┌──

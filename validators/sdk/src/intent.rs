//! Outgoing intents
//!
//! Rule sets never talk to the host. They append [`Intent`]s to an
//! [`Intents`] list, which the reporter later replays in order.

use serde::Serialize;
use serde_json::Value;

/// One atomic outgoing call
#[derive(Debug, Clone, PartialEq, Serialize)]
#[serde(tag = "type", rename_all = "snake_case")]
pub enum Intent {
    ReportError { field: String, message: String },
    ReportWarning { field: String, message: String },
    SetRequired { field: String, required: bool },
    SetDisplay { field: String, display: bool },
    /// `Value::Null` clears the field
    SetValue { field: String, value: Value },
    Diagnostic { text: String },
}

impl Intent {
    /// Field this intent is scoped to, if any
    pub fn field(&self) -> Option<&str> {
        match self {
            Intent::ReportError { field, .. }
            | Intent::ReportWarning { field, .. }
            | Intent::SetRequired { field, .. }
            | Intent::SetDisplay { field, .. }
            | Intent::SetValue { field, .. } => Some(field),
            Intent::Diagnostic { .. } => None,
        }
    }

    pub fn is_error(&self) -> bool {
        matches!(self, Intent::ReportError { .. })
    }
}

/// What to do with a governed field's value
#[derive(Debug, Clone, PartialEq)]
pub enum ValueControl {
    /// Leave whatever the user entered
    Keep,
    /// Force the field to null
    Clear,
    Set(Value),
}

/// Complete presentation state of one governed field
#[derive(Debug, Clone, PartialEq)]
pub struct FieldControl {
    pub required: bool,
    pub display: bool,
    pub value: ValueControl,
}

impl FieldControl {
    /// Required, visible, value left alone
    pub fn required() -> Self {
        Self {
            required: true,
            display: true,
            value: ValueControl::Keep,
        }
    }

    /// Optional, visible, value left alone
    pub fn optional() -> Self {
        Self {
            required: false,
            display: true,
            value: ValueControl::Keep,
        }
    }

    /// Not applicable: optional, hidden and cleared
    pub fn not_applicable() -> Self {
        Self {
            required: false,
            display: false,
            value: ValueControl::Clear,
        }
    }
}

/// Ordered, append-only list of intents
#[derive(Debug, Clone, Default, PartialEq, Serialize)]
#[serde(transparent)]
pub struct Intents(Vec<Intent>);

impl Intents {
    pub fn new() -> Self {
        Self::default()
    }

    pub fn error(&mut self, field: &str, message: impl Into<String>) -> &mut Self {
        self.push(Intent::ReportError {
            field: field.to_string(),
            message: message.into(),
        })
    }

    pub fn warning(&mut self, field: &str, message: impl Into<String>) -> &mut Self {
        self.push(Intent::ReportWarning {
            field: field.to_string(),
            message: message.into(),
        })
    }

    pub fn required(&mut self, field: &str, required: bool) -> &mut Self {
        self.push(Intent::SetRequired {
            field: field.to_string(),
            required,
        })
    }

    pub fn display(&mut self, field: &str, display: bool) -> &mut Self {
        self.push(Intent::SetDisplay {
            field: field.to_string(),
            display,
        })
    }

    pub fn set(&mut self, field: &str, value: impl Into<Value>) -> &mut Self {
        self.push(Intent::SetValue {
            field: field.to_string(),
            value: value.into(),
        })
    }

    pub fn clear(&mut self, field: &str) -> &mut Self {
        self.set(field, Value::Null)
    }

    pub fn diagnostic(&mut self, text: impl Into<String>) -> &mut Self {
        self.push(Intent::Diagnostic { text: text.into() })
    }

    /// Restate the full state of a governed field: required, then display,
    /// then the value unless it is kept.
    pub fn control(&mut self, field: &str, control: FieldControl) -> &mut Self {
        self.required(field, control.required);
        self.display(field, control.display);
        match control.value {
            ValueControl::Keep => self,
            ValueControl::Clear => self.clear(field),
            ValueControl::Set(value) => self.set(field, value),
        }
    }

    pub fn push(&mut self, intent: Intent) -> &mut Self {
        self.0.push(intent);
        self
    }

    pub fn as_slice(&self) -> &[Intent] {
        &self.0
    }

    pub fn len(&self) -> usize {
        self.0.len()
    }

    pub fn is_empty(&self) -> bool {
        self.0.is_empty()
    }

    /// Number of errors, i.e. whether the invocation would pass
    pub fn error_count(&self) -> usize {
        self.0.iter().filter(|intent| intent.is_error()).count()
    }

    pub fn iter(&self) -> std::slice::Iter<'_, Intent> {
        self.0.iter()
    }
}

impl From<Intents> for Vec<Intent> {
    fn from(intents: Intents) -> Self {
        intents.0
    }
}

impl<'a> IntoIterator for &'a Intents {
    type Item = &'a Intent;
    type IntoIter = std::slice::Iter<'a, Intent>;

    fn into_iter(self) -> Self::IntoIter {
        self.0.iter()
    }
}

└──

• _DIRECTIONS FOR THIS TASK_
All of the material must be written out again without any change.

• _EXPECTED ANSWER_
filename validators/sdk/src/intent.rs
//! Outgoing intents
//!
//! Rule sets never talk to the host. They append [`Intent`]s to an
//! [`Intents`] list, which the reporter later replays in order.

use serde::Serialize;
use serde_json::Value;

/// One atomic outgoing call
#[derive(Debug, Clone, PartialEq, Serialize)]
#[serde(tag = "type", rename_all = "snake_case")]
pub enum Intent {
    ReportError { field: String, message: String },
    ReportWarning { field: String, message: String },
    SetRequired { field: String, required: bool },
    SetDisplay { field: String, display: bool },
    /// `Value::Null` clears the field
    SetValue { field: String, value: Value },
    Diagnostic { text: String },
}

impl Intent {
    /// Field this intent is scoped to, if any
    pub fn field(&self) -> Option<&str> {
        match self {
            Intent::ReportError { field, .. }
            | Intent::ReportWarning { field, .. }
            | Intent::SetRequired { field, .. }
            | Intent::SetDisplay { field, .. }
            | Intent::SetValue { field, .. } => Some(field),
            Intent::Diagnostic { .. } => None,
        }
    }

    pub fn is_error(&self) -> bool {
        matches!(self, Intent::ReportError { .. })
    }
}

/// What to do with a governed field's value
#[derive(Debug, Clone, PartialEq)]
pub enum ValueControl {
    /// Leave whatever the user entered
    Keep,
    /// Force the field to null
    Clear,
    Set(Value),
}

/// Complete presentation state of one governed field
#[derive(Debug, Clone, PartialEq)]
pub struct FieldControl {
    pub required: bool,
    pub display: bool,
    pub value: ValueControl,
}

impl FieldControl {
    /// Required, visible, value left alone
    pub fn required() -> Self {
        Self {
            required: true,
            display: true,
            value: ValueControl::Keep,
        }
    }

    /// Optional, visible, value left alone
    pub fn optional() -> Self {
        Self {
            required: false,
            display: true,
            value: ValueControl::Keep,
        }
    }

    /// Not applicable: optional, hidden and cleared
    pub fn not_applicable() -> Self {
        Self {
            required: false,
            display: false,
            value: ValueControl::Clear,
        }
    }
}

/// Ordered, append-only list of intents
#[derive(Debug, Clone, Default, PartialEq, Serialize)]
#[serde(transparent)]
pub struct Intents(Vec<Intent>);

impl Intents {
    pub fn new() -> Self {
        Self::default()
    }

    pub fn error(&mut self, field: &str, message: impl Into<String>) -> &mut Self {
        self.push(Intent::ReportError {
            field: field.to_string(),
            message: message.into(),
        })
    }

    pub fn warning(&mut self, field: &str, message: impl Into<String>) -> &mut Self {
        self.push(Intent::ReportWarning {
            field: field.to_string(),
            message: message.into(),
        })
    }

    pub fn required(&mut self, field: &str, required: bool) -> &mut Self {
        self.push(Intent::SetRequired {
            field: field.to_string(),
            required,
        })
    }

    pub fn display(&mut self, field: &str, display: bool) -> &mut Self {
        self.push(Intent::SetDisplay {
            field: field.to_string(),
            display,
        })
    }

    pub fn set(&mut self, field: &str, value: impl Into<Value>) -> &mut Self {
        self.push(Intent::SetValue {
            field: field.to_string(),
            value: value.into(),
        })
    }

    pub fn clear(&mut self, field: &str) -> &mut Self {
        self.set(field, Value::Null)
    }

    pub fn diagnostic(&mut self, text: impl Into<String>) -> &mut Self {
        self.push(Intent::Diagnostic { text: text.into() })
    }

    /// Restate the full state of a governed field: required, then display,
    /// then the value unless it is kept.
    pub fn control(&mut self, field: &str, control: FieldControl) -> &mut Self {
        self.required(field, control.required);
        self.display(field, control.display);
        match control.value {
            ValueControl::Keep => self,
            ValueControl::Clear => self.clear(field),
            ValueControl::Set(value) => self.set(field, value),
        }
    }

    pub fn push(&mut self, intent: Intent) -> &mut Self {
        self.0.push(intent);
        self
    }

    pub fn as_slice(&self) -> &[Intent] {
        &self.0
    }

    pub fn len(&self) -> usize {
        self.0.len()
    }

    pub fn is_empty(&self) -> bool {
        self.0.is_empty()
    }

    /// Number of errors, i.e. whether the invocation would pass
    pub fn error_count(&self) -> usize {
        self.0.iter().filter(|intent| intent.is_error()).count()
    }

    pub fn iter(&self) -> std::slice::Iter<'_, Intent> {
        self.0.iter()
    }
}

impl From<Intents> for Vec<Intent> {
    fn from(intents: Intents) -> Self {
        intents.0
    }
}

impl<'a> IntoIterator for &'a Intents {
    type Item = &'a Intent;
    type IntoIter = std::slice::Iter<'a, Intent>;

    fn into_iter(self) -> Self::IntoIter {
        self.0.iter()
    }
}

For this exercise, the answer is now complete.